При бомбежке в палатке обычно оставались доктор Покровский, сестра Шура и я. Шура подавала стерильный материал и не могла ни на минуту опустить затянутые в резиновые перчатки руки, чтоб не запачкать их. Она никогда не жаловалась на усталость, а ей-то, пожалуй, было труднее, чем кому-нибудь из нас. Мы постоянно передвигались по перевязочной от раненого к раненому, а Шура, не сходя с отведенного ей места, огромным усилием воли преодолевая полуобморочное состояние, час, другой, третий… восемь… десять часов подряд подавала и подавала то зонд, то ножницы, то перевязочный материал.

После первой же бомбежки я с нескрываемым уважением стала смотреть на эту тихую, застенчивую девушку и крепко привязалась к милому нашему старичку доктору Покровскому.

В палатке на козлах стояли двое носилок. Они заменяли операционные столы. На одном из этих столов лежал раненый. Я снимала с него бинты и подготавливала рану. Потом подходил доктор Покровский и завершал обработку раны, если нужно — делал операцию. Закончив работу и предоставив мне накладывать повязки, доктор уходил ко второму столу, где другая сестра, так же как и я, подготавливала раненого. Потом снова ко мне. И так без конца — от стола к столу, от раненого к раненому… Нельзя было отойти от перевязочного стола буквально ни на шаг. Ни есть, ни спать не хотелось. Можно ли думать об отдыхе, когда ты должен и можешь облегчить страдания раненого, спасти жизнь человека!..

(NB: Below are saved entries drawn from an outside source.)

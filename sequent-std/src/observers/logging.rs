//! Logging observer for sequence diagnostics.

use sequent_core::{Observer, RequestSet};
use std::fmt::Debug;

/// An observer that logs every dispatch and resolution.
///
/// It uses the `tracing` crate when the `tracing` feature is enabled and is a
/// no-op otherwise.
///
/// # Example
///
/// ```rust,ignore
/// let sequence = SequenceBuilder::new(executor)
///     .observe(LoggingObserver::named("profile_flow"))
///     .build();
/// ```
pub struct LoggingObserver {
    name: &'static str,
}

impl LoggingObserver {
    /// Create a new `LoggingObserver` with a default name.
    pub fn new() -> Self {
        Self { name: "request_sequence" }
    }

    /// Create a new `LoggingObserver` with a custom name.
    ///
    /// The name identifies the sequence in log lines.
    pub fn named(name: &'static str) -> Self {
        Self { name }
    }

    /// The name used in log lines.
    pub fn name(&self) -> &'static str {
        self.name
    }
}

impl Default for LoggingObserver {
    fn default() -> Self {
        Self::new()
    }
}

impl<S, E> Observer<S, E> for LoggingObserver
where
    S: RequestSet,
    E: Debug,
{
    fn on_dispatch(&self, kind: S::Kind) {
        #[cfg(feature = "tracing")]
        {
            tracing::debug!(name = %self.name, ?kind, "execute request");
        }

        #[cfg(not(feature = "tracing"))]
        {
            let _ = kind;
        }
    }

    fn on_success(&self, kind: S::Kind, output: &S::Output) {
        #[cfg(feature = "tracing")]
        {
            tracing::debug!(name = %self.name, ?kind, ?output, "request succeeded");
        }

        #[cfg(not(feature = "tracing"))]
        {
            let _ = (kind, output);
        }
    }

    fn on_failure(&self, kind: S::Kind, error: &E, had_specific_handler: bool) {
        #[cfg(feature = "tracing")]
        {
            if had_specific_handler {
                tracing::debug!(
                    name = %self.name,
                    ?kind,
                    ?error,
                    had_specific_handler,
                    "request failed"
                );
            } else {
                tracing::warn!(
                    name = %self.name,
                    ?kind,
                    ?error,
                    had_specific_handler,
                    "request failed"
                );
            }
        }

        #[cfg(not(feature = "tracing"))]
        {
            let _ = (kind, error, had_specific_handler);
        }
    }
}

Близкие разрывы вражеских бомб нас не особенно пугали. А длинная пулеметная очередь, неожиданно сбившая листья с деревьев над палаткой, вызвала не страх, а скорее любопытство. Девчата высыпали на полянку: очень интересно было посмотреть, как и кто стреляет.

Нет, не это было сейчас страшно. Куда страшнее вид ран! Как жутко ощущать на своих руках липкую, обильно струящуюся из раны кровь!